(The data)

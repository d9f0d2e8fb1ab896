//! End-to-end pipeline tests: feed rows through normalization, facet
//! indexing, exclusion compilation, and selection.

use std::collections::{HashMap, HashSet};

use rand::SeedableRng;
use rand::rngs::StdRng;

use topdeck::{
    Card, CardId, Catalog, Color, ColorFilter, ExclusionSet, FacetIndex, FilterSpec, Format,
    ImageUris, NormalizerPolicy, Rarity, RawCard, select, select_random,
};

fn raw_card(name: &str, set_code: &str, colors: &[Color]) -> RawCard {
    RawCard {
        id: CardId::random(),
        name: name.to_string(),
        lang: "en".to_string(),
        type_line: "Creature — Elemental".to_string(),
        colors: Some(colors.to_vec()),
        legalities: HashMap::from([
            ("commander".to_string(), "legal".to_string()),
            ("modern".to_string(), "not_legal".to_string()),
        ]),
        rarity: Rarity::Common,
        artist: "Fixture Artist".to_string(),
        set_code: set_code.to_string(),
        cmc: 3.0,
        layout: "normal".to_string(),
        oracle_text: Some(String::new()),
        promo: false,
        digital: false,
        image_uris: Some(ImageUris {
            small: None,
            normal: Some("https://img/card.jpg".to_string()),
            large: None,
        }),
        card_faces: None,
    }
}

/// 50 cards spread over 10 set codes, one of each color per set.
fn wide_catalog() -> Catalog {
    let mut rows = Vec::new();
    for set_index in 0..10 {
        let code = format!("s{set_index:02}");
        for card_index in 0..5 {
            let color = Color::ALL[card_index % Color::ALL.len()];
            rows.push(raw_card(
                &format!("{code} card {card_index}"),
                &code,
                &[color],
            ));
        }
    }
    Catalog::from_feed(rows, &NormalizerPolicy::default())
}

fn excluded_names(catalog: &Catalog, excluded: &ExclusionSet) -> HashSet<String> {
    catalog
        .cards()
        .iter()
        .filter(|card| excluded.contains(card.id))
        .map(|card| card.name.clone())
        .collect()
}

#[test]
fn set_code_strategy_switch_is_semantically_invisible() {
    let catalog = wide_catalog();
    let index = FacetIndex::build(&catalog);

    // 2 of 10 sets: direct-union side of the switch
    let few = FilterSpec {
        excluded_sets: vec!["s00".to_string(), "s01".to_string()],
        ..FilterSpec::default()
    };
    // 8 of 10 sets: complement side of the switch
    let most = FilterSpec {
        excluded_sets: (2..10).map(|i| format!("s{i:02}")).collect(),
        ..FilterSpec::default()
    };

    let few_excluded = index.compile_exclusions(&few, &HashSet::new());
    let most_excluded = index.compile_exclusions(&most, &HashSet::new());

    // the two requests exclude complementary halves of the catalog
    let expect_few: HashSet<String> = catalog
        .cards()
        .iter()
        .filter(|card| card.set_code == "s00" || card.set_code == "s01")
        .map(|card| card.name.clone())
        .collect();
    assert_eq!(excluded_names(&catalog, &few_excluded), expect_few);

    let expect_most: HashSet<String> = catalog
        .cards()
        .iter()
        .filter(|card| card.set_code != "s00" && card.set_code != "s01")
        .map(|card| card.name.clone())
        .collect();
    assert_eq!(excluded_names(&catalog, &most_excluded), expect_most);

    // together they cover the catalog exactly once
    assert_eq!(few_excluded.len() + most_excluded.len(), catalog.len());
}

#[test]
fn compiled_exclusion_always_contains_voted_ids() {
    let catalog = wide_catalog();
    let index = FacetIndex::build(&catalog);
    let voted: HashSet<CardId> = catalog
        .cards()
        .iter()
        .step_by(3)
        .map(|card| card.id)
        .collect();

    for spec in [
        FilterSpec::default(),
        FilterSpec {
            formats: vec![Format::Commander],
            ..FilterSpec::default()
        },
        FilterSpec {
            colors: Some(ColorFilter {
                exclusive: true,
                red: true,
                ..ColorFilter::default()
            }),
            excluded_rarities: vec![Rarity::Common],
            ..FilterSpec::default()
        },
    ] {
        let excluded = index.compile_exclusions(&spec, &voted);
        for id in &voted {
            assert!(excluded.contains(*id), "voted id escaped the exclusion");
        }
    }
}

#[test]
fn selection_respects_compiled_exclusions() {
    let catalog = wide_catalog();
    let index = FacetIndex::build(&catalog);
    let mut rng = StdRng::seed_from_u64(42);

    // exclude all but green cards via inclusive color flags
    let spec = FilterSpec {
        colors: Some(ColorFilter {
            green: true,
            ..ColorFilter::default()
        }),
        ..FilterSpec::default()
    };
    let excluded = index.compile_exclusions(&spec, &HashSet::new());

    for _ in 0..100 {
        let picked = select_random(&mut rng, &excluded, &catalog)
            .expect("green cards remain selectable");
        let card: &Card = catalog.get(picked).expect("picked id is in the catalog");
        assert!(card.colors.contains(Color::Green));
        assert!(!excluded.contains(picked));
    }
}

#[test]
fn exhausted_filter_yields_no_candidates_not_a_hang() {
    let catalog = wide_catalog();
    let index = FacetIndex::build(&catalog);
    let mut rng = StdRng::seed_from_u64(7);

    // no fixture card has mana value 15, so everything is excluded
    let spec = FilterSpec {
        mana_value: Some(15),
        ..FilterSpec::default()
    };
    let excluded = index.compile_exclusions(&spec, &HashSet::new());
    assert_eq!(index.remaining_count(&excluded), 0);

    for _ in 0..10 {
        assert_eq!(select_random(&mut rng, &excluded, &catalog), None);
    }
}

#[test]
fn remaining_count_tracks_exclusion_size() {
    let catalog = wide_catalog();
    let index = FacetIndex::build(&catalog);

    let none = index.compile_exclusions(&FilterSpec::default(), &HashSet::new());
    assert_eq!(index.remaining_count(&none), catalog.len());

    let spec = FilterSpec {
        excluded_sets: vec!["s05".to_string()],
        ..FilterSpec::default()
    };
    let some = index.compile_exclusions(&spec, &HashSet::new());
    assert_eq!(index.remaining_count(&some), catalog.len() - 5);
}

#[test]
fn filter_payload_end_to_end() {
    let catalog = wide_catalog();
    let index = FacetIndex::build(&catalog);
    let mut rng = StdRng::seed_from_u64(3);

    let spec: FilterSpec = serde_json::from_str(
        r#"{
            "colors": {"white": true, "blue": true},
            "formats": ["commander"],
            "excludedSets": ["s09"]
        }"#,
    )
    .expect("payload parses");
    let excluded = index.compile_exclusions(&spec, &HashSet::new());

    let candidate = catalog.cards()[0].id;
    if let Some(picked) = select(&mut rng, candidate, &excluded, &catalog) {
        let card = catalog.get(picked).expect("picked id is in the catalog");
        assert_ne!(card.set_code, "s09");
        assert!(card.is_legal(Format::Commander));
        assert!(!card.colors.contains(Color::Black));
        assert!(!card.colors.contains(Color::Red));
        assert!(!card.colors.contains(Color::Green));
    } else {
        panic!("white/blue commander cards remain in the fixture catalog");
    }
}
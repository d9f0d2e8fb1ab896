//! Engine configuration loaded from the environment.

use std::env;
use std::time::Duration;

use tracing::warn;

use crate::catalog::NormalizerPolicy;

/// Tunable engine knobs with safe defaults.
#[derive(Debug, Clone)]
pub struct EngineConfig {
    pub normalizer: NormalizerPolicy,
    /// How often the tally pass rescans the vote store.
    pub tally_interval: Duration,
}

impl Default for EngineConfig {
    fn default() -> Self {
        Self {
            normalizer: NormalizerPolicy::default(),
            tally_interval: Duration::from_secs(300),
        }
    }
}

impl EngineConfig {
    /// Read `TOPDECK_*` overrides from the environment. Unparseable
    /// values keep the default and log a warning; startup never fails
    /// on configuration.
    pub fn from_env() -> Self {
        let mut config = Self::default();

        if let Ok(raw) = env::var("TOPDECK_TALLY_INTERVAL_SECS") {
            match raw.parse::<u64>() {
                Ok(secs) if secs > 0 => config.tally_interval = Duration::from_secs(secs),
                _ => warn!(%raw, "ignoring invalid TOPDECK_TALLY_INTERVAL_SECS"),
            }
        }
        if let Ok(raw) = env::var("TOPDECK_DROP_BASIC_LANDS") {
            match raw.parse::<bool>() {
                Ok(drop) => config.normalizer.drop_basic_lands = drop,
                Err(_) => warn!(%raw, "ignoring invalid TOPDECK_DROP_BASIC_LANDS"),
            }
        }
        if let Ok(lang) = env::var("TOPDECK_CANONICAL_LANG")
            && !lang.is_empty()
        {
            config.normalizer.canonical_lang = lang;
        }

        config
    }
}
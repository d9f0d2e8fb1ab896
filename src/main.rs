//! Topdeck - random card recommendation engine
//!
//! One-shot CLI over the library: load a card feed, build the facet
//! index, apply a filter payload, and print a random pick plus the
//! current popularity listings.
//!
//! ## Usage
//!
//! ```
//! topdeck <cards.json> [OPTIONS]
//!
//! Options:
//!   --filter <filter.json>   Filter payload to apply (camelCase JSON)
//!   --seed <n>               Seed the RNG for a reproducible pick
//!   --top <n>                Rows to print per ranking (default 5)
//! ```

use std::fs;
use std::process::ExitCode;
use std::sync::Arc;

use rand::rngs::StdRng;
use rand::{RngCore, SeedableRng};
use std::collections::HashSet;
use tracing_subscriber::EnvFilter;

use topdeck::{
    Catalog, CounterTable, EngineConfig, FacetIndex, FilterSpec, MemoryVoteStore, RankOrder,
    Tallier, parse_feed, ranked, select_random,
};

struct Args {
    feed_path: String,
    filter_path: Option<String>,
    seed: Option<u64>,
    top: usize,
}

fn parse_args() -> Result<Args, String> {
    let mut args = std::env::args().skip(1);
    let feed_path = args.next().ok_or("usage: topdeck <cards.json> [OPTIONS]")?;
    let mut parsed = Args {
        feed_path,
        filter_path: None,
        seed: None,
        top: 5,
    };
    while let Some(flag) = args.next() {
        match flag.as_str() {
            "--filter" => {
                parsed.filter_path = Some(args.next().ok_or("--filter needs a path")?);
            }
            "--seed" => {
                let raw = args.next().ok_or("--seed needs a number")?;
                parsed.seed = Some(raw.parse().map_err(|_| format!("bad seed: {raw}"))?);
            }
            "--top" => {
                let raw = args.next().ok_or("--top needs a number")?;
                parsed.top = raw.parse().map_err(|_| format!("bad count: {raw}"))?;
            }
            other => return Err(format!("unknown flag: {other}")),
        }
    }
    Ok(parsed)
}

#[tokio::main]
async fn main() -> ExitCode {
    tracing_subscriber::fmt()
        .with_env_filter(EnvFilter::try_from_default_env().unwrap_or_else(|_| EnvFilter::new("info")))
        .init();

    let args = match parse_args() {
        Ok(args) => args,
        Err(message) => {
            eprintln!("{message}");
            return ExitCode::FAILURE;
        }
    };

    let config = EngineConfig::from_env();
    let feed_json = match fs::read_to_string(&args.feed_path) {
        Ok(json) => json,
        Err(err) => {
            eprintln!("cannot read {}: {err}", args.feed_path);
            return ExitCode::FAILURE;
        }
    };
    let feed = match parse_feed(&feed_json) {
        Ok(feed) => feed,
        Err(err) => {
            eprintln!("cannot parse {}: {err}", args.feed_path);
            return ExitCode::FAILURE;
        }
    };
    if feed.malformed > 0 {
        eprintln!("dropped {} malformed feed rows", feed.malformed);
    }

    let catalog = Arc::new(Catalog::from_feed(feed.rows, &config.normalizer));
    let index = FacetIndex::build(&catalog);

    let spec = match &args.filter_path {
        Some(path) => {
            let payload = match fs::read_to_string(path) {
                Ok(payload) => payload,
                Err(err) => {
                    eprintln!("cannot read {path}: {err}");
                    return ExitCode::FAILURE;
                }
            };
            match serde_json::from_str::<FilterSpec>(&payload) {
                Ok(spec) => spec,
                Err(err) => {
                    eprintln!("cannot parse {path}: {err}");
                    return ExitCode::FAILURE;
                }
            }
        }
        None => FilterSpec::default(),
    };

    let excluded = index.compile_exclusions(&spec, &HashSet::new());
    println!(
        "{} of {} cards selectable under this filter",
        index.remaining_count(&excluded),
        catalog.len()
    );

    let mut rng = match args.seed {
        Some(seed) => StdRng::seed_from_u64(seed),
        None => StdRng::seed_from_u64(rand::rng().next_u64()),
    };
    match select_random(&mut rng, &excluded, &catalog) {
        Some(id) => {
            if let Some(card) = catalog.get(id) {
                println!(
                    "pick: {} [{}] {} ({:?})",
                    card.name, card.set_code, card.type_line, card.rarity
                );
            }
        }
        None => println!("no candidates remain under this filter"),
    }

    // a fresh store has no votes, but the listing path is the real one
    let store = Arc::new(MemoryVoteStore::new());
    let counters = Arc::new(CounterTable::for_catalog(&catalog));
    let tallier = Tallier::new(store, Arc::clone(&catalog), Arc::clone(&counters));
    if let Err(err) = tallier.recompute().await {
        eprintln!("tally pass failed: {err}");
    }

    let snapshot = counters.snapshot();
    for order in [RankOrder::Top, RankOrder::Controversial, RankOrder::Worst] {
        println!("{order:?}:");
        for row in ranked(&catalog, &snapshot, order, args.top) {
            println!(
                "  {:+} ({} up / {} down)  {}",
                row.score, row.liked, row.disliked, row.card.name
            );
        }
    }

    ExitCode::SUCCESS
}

(End The data)

Task description ▸
The answer must consist of each line from the entries that contains the string "number".

Your response ▸
                let raw = args.next().ok_or("--seed needs a number")?;
                let raw = args.next().ok_or("--top needs a number")?;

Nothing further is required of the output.